Depression and anxiety increase the risk of car accidents by 72%, study finds
A report by the University of Granada, in Spain, associates mood disorders and certain medications with more traffic accidents
Published on 2026-07-06 at 08:00 AM
Drivers with mood or anxiety disorders have a 72% higher risk of accidents than the population without these conditions. This is what a report by the University of Granada, in Spain, prepared at the request of the DGT — the country’s traffic authority — points out, which systematically reviewed scientific production on the subject between 2015 and 2025.
The survey, conducted by the CIMCYC research center, of the same university, screened 288 studies and retained 31 after applying quality criteria. According to the authors, conditions such as depression compromise executive functions that are fundamental to directing, including sustained attention, reaction speed and quick decision-making. Anxiety mainly affects attention control, while bipolar disorder would be the most persistent, with alterations that remain even in phases of remission.
The data that most worries researchers is underreporting. Although about 34% of the Spanish population lives with a mental disorder, only 0.63% of drivers report this condition when renewing their license at the country’s assessment centers. The central problem, they point out, is the absence of a mechanism that crosses the medical history with the traffic authority: neither psychiatrists nor clinicians are required to communicate the agency, so safety ends up depending on the driver’s self-declaration.
In addition to the disorder itself, the report highlights medication as a critical point. Antidepressants with sedative properties, especially when combined with benzodiazepines, can impair coordination and alertness in a way comparable to alcohol consumption—an effect that the authors say they measured by varying the car’s position in the lane. The combination would be riskier between young and old. On the other hand, antidepressants without sedative effect did not show relevant changes in driving performance.

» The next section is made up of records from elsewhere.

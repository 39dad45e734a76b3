use anyhow::{Context, Result};
use namedsql::{Config, PgClient};
use tokio::runtime::Runtime;

pub(crate) fn create_runtime() -> Result<Runtime> {
    let runtime = tokio::runtime::Builder::new_current_thread()
        .enable_io()
        .enable_time()
        .build()?;
    Ok(runtime)
}

/// `--url` wins over the config file and `DATABASE_URL`.
pub fn database_url(url: Option<String>, config: &Config) -> Result<String> {
    match url {
        Some(url) => Ok(url),
        None => Ok(config.database_url()?.to_string()),
    }
}

pub fn create_client(url: &str, config: &Config, runtime: &Runtime) -> Result<PgClient> {
    let client = runtime
        .block_on(PgClient::connect_with(url, config))
        .with_context(|| format!("could not connect to {}", namedsql::redact_password(url)))?;
    Ok(client)
}

/// Parse a `name=value` pair given on the command line.
pub fn parse_param(s: &str) -> Result<(String, String), String> {
    let (name, value) = s
        .split_once('=')
        .ok_or_else(|| format!("expected name=value, got `{s}`"))?;
    let name = name.trim_start_matches(':');
    if name.is_empty() {
        return Err(format!("missing parameter name in `{s}`"));
    }
    Ok((name.to_string(), value.to_string()))
}
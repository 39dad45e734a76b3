mod ping;
mod query;
mod raw;
mod render;

pub use ping::*;
pub use query::*;
pub use raw::*;
pub use render::*;

use crate::util::parse_param;
use clap::Args;
use namedsql::{Config, Params, Syntax, UnusedParameters};

/// Parameter flags shared by `render` and `query`.
#[derive(Args, Debug)]
pub struct BindArgs {
    /// Bind a parameter, as name=value. Repeat for each parameter.
    #[arg(short = 'p', long = "param", value_parser = parse_param)]
    params: Vec<(String, String)>,

    /// Treat every :name as a placeholder, even inside string literals and comments.
    #[arg(long)]
    plain: bool,

    /// What to do with parameters the query never references: bind, reject or drop.
    #[arg(long)]
    unused: Option<UnusedParameters>,
}

impl BindArgs {
    /// The config with command line overrides applied.
    pub fn apply(&self, config: &Config) -> Config {
        let mut config = config.clone();
        if self.plain {
            config.syntax = Syntax::Plain;
        }
        if let Some(unused) = self.unused {
            config.unused_parameters = unused;
        }
        config
    }

    pub fn params(&self) -> Params<String> {
        self.params.iter().cloned().collect()
    }
}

The researchers point out that the study does not advocate prohibiting those who use medications. The conclusion is that the problem is not in the diagnosis label, but in the driver’s real clinical state: in cases of partially remitted depression, with stability, the tests in the simulator and on the track pointed to performance close to that of drivers without the disorder.
For this reason, the CIMCYC report does not call for tougher laws, but for effective psychological evaluations in license renewals – with special attention to professional drivers and the elderly – capable of identifying who is able to drive safely and who needs medical monitoring before getting behind the wheel.